The 2006 Saint Francis Cougars football team represented the University of Saint Francis, located in Fort Wayne, Indiana, in the 2006 NAIA football season. They were led by head coach Kevin Donley, who served his 9th year as the first and only head coach in the history of Saint Francis football.  The Cougars played their home games at Bishop John M. D'Arcy Stadium and were members of the Mid-States Football Association (MSFA) Mideast League (MEL). The Cougars finished in 1st place in the MSFA MEL division, and they received an automatic bid to the 2006 postseason NAIA playoffs.

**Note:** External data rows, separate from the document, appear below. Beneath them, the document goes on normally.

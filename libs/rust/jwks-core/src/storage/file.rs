//! File-system key store.
//!
//! Layout under the store directory:
//!
//! ```text
//! <kid>.key      one JSON document per key
//! sig.current    id of the current signing key
//! enc.current    id of the current encryption key
//! ```
//!
//! Files are written to a temporary name, flushed and renamed into place, so
//! readers never observe a partial key. Mutations hold an exclusive advisory
//! lock on `.lock`, so stores opened on the same directory by several
//! processes still agree on a single current key.

use super::{KeyStore, is_valid_key_id, last_keys, select_current};
use crate::crypto::KeyUse;
use crate::error::{JwksError, Result};
use crate::jwks::KeyMaterial;
use async_trait::async_trait;
use fs4::fs_std::FileExt;
use std::io::ErrorKind;
use std::path::{Path, PathBuf};
use tokio::fs;
use tokio::io::AsyncWriteExt;
use tokio::sync::Mutex;
use tracing::{debug, warn};

const KEY_EXTENSION: &str = "key";
const CURRENT_EXTENSION: &str = "current";
const LOCK_FILE: &str = ".lock";

/// Exclusive lock on a store directory, released when dropped.
struct DirectoryLock {
    _file: std::fs::File,
}

/// Key store keeping one file per key in a directory.
#[derive(Debug)]
pub struct FileKeyStore {
    directory: PathBuf,
    write_lock: Mutex<()>,
}

impl FileKeyStore {
    /// Open (and create if needed) a store directory.
    ///
    /// # Errors
    ///
    /// Returns `StoreUnavailable` if the directory cannot be created.
    pub async fn open(directory: impl AsRef<Path>) -> Result<Self> {
        let directory = directory.as_ref().to_path_buf();
        fs::create_dir_all(&directory).await?;
        debug!(directory = %directory.display(), "Opened file key store");
        Ok(Self {
            directory,
            write_lock: Mutex::new(()),
        })
    }

    /// Store directory.
    #[must_use]
    pub fn directory(&self) -> &Path {
        &self.directory
    }

    fn key_path(&self, key_id: &str) -> PathBuf {
        self.directory.join(format!("{key_id}.{KEY_EXTENSION}"))
    }

    fn pointer_path(&self, key_use: KeyUse) -> PathBuf {
        self.directory
            .join(format!("{}.{CURRENT_EXTENSION}", key_use.as_str()))
    }

    async fn read_key(&self, key_id: &str) -> Result<Option<KeyMaterial>> {
        if !is_valid_key_id(key_id) {
            return Ok(None);
        }
        match fs::read(self.key_path(key_id)).await {
            Ok(bytes) => Ok(Some(serde_json::from_slice(&bytes)?)),
            Err(e) if e.kind() == ErrorKind::NotFound => Ok(None),
            Err(e) => Err(e.into()),
        }
    }

    async fn write_key(&self, material: &KeyMaterial) -> Result<()> {
        if !is_valid_key_id(material.id()) {
            return Err(JwksError::config(format!(
                "key id {:?} is not a valid file name",
                material.id()
            )));
        }
        let bytes = serde_json::to_vec_pretty(material)?;
        write_atomic(&self.key_path(material.id()), &bytes).await
    }

    async fn read_pointer(&self, key_use: KeyUse) -> Result<Option<String>> {
        match fs::read_to_string(self.pointer_path(key_use)).await {
            Ok(id) => Ok(Some(id.trim().to_string())),
            Err(e) if e.kind() == ErrorKind::NotFound => Ok(None),
            Err(e) => Err(e.into()),
        }
    }

    /// Point the slot marker at the newest non-revoked key, or remove it.
    async fn refresh_pointer(&self, keys: &[KeyMaterial], key_use: KeyUse) -> Result<()> {
        let path = self.pointer_path(key_use);
        match select_current(keys, key_use) {
            Some(current) => write_atomic(&path, current.id().as_bytes()).await,
            None => match fs::remove_file(&path).await {
                Ok(()) => Ok(()),
                Err(e) if e.kind() == ErrorKind::NotFound => Ok(()),
                Err(e) => Err(e.into()),
            },
        }
    }

    /// Every readable key in the directory. Files removed while scanning
    /// and files that do not parse are skipped.
    async fn read_all(&self) -> Result<Vec<KeyMaterial>> {
        let mut keys = Vec::new();
        let mut entries = fs::read_dir(&self.directory).await?;
        while let Some(entry) = entries.next_entry().await? {
            let path = entry.path();
            if path.extension().and_then(|e| e.to_str()) != Some(KEY_EXTENSION) {
                continue;
            }
            let bytes = match fs::read(&path).await {
                Ok(bytes) => bytes,
                Err(e) if e.kind() == ErrorKind::NotFound => continue,
                Err(e) => return Err(e.into()),
            };
            match serde_json::from_slice::<KeyMaterial>(&bytes) {
                Ok(key) => keys.push(key),
                Err(e) => warn!(path = %path.display(), error = %e, "Skipping unreadable key file"),
            }
        }
        Ok(keys)
    }

    /// Take the cross-process lock on the store directory.
    async fn lock_directory(&self) -> Result<DirectoryLock> {
        let path = self.directory.join(LOCK_FILE);
        tokio::task::spawn_blocking(move || -> Result<DirectoryLock> {
            let file = std::fs::OpenOptions::new()
                .create(true)
                .truncate(false)
                .write(true)
                .open(&path)?;
            FileExt::lock_exclusive(&file)?;
            Ok(DirectoryLock { _file: file })
        })
        .await
        .map_err(|e| JwksError::store(format!("directory lock task failed: {e}")))?
    }
}

#[async_trait]
impl KeyStore for FileKeyStore {
    fn backend(&self) -> &'static str {
        "file"
    }

    async fn store(&self, material: &KeyMaterial) -> Result<()> {
        let _guard = self.write_lock.lock().await;
        let _lock = self.lock_directory().await?;
        self.write_key(material).await?;
        let keys = self.read_all().await?;
        self.refresh_pointer(&keys, material.key_use()).await
    }

    async fn get_current(&self, key_use: KeyUse) -> Result<Option<KeyMaterial>> {
        if let Some(id) = self.read_pointer(key_use).await? {
            if let Some(key) = self.read_key(&id).await? {
                if key.key_use() == key_use && !key.is_revoked() {
                    return Ok(Some(key));
                }
            }
            warn!(key_id = %id, key_use = %key_use, "Stale current pointer, scanning keys");
        }
        let keys = self.read_all().await?;
        Ok(select_current(&keys, key_use).cloned())
    }

    async fn get(&self, key_id: &str) -> Result<Option<KeyMaterial>> {
        self.read_key(key_id).await
    }

    async fn get_last_keys(
        &self,
        quantity: usize,
        key_use: Option<KeyUse>,
    ) -> Result<Vec<KeyMaterial>> {
        Ok(last_keys(self.read_all().await?, quantity, key_use))
    }

    async fn revoke(&self, key_id: &str, reason: Option<&str>) -> Result<Option<KeyMaterial>> {
        let _guard = self.write_lock.lock().await;
        let _lock = self.lock_directory().await?;
        let Some(mut key) = self.read_key(key_id).await? else {
            return Ok(None);
        };
        if key.revoke(reason) {
            self.write_key(&key).await?;
            let keys = self.read_all().await?;
            self.refresh_pointer(&keys, key.key_use()).await?;
        }
        Ok(Some(key))
    }

    async fn replace_current(
        &self,
        expected_current: Option<&str>,
        material: &KeyMaterial,
        revoke_reason: Option<&str>,
    ) -> Result<bool> {
        let _guard = self.write_lock.lock().await;
        let _lock = self.lock_directory().await?;
        let keys = self.read_all().await?;
        let current = select_current(&keys, material.key_use());
        if current.map(KeyMaterial::id) != expected_current {
            return Ok(false);
        }
        if let (Some(current), Some(reason)) = (current, revoke_reason) {
            let mut replaced = current.clone();
            replaced.revoke(Some(reason));
            self.write_key(&replaced).await?;
        }
        self.write_key(material).await?;
        write_atomic(&self.pointer_path(material.key_use()), material.id().as_bytes()).await?;
        Ok(true)
    }

    async fn clear(&self) -> Result<()> {
        let _guard = self.write_lock.lock().await;
        let _lock = self.lock_directory().await?;
        let mut entries = fs::read_dir(&self.directory).await?;
        while let Some(entry) = entries.next_entry().await? {
            let path = entry.path();
            let ext = path.extension().and_then(|e| e.to_str());
            if ext == Some(KEY_EXTENSION) || ext == Some(CURRENT_EXTENSION) {
                fs::remove_file(&path).await?;
            }
        }
        Ok(())
    }
}

async fn write_atomic(path: &Path, bytes: &[u8]) -> Result<()> {
    let file_name = path
        .file_name()
        .and_then(|n| n.to_str())
        .ok_or_else(|| JwksError::store(format!("invalid path {}", path.display())))?;
    let tmp = path.with_file_name(format!(".{file_name}.{}.tmp", uuid::Uuid::new_v4()));

    let mut options = fs::OpenOptions::new();
    options.write(true).create_new(true);
    #[cfg(unix)]
    options.mode(0o600);

    let result = async {
        let mut file = options.open(&tmp).await?;
        file.write_all(bytes).await?;
        file.sync_all().await?;
        drop(file);
        fs::rename(&tmp, path).await
    }
    .await;

    if let Err(e) = result {
        let _ = fs::remove_file(&tmp).await;
        return Err(e.into());
    }
    if let Some(parent) = path.parent() {
        sync_directory(parent).await?;
    }
    Ok(())
}

/// Flush a directory entry so a completed rename survives a crash.
#[cfg(unix)]
async fn sync_directory(directory: &Path) -> Result<()> {
    fs::File::open(directory).await?.sync_all().await?;
    Ok(())
}

#[cfg(not(unix))]
#[allow(clippy::unused_async)]
async fn sync_directory(_directory: &Path) -> Result<()> {
    Ok(())
}

#[cfg(test)]
mod tests {
    use super::*;
    use crate::crypto::{Algorithm, KeyFactory};
    use tempfile::TempDir;

    #[tokio::test]
    async fn test_layout_on_disk() {
        let dir = TempDir::new().unwrap();
        let store = FileKeyStore::open(dir.path()).await.unwrap();
        let key = KeyFactory::new("f_").create(Algorithm::ES256).unwrap();
        store.store(&key).await.unwrap();

        assert!(dir.path().join(format!("{}.key", key.id())).exists());
        let pointer = std::fs::read_to_string(dir.path().join("sig.current")).unwrap();
        assert_eq!(pointer, key.id());

        let leftovers = std::fs::read_dir(dir.path())
            .unwrap()
            .filter(|e| {
                e.as_ref()
                    .unwrap()
                    .file_name()
                    .to_string_lossy()
                    .ends_with(".tmp")
            })
            .count();
        assert_eq!(leftovers, 0);
    }

    #[tokio::test]
    async fn test_path_traversal_lookup_is_not_found() {
        let dir = TempDir::new().unwrap();
        let store = FileKeyStore::open(dir.path()).await.unwrap();
        assert!(store.get("../../secret").await.unwrap().is_none());
    }

    #[tokio::test]
    async fn test_revoking_current_moves_pointer() {
        let dir = TempDir::new().unwrap();
        let store = FileKeyStore::open(dir.path()).await.unwrap();
        let factory = KeyFactory::new("f_");
        let older = factory
            .create(Algorithm::HS256)
            .unwrap()
            .with_created_at(chrono::Utc::now() - chrono::Duration::hours(1));
        let newer = factory.create(Algorithm::HS256).unwrap();
        store.store(&older).await.unwrap();
        store.store(&newer).await.unwrap();

        store.revoke(newer.id(), Some("compromised")).await.unwrap();
        let current = store.get_current(KeyUse::Signature).await.unwrap().unwrap();
        assert_eq!(current.id(), older.id());

        store.revoke(older.id(), None).await.unwrap();
        assert!(store.get_current(KeyUse::Signature).await.unwrap().is_none());
        assert!(!dir.path().join("sig.current").exists());
    }

    #[tokio::test]
    async fn test_unreadable_key_files_are_skipped() {
        let dir = TempDir::new().unwrap();
        let store = FileKeyStore::open(dir.path()).await.unwrap();
        let key = KeyFactory::new("f_").create(Algorithm::ES256).unwrap();
        store.store(&key).await.unwrap();
        std::fs::write(dir.path().join("f_broken.key"), b"{ not json").unwrap();

        let last = store.get_last_keys(10, None).await.unwrap();
        assert_eq!(last, vec![key.clone()]);
        std::fs::remove_file(dir.path().join("sig.current")).unwrap();
        let current = store.get_current(KeyUse::Signature).await.unwrap();
        assert_eq!(current, Some(key));
    }

    #[tokio::test]
    async fn test_lock_file_is_not_a_key() {
        let dir = TempDir::new().unwrap();
        let store = FileKeyStore::open(dir.path()).await.unwrap();
        let key = KeyFactory::new("f_").create(Algorithm::HS256).unwrap();
        store.store(&key).await.unwrap();
        assert!(dir.path().join(LOCK_FILE).exists());

        store.clear().await.unwrap();
        assert!(store.get_last_keys(10, None).await.unwrap().is_empty());
        assert!(dir.path().join(LOCK_FILE).exists());
    }

    #[tokio::test]
    async fn test_directory_lock_excludes_other_stores() {
        let dir = TempDir::new().unwrap();
        let first = FileKeyStore::open(dir.path()).await.unwrap();
        let second = FileKeyStore::open(dir.path()).await.unwrap();

        let held = first.lock_directory().await.unwrap();
        let waiting = tokio::spawn(async move { second.lock_directory().await.map(drop) });
        tokio::time::sleep(std::time::Duration::from_millis(100)).await;
        assert!(!waiting.is_finished());

        drop(held);
        waiting.await.unwrap().unwrap();
    }

    #[tokio::test]
    async fn test_directory_sync() {
        let dir = TempDir::new().unwrap();
        assert!(sync_directory(dir.path()).await.is_ok());
    }

    #[tokio::test]
    async fn test_survives_reopen() {
        let dir = TempDir::new().unwrap();
        let key = KeyFactory::new("f_").create(Algorithm::HS384).unwrap();
        {
            let store = FileKeyStore::open(dir.path()).await.unwrap();
            store.store(&key).await.unwrap();
        }
        let reopened = FileKeyStore::open(dir.path()).await.unwrap();
        assert_eq!(reopened.get(key.id()).await.unwrap(), Some(key));
    }
}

The 2006 Cougars finished the regular season undefeated.  In the postseason playoffs, the Cougars advanced to the national championship game where they lost to the Cougars of Sioux Falls, 23-19.

Schedule 
On September 23, 2006, Saint Francis named its football field after Coach Donley in pregame ceremonies.  A third consecutive return to the NAIA championship game saw the third consecutive runner-up finish for the Cougars, this time to Sioux Falls (SD).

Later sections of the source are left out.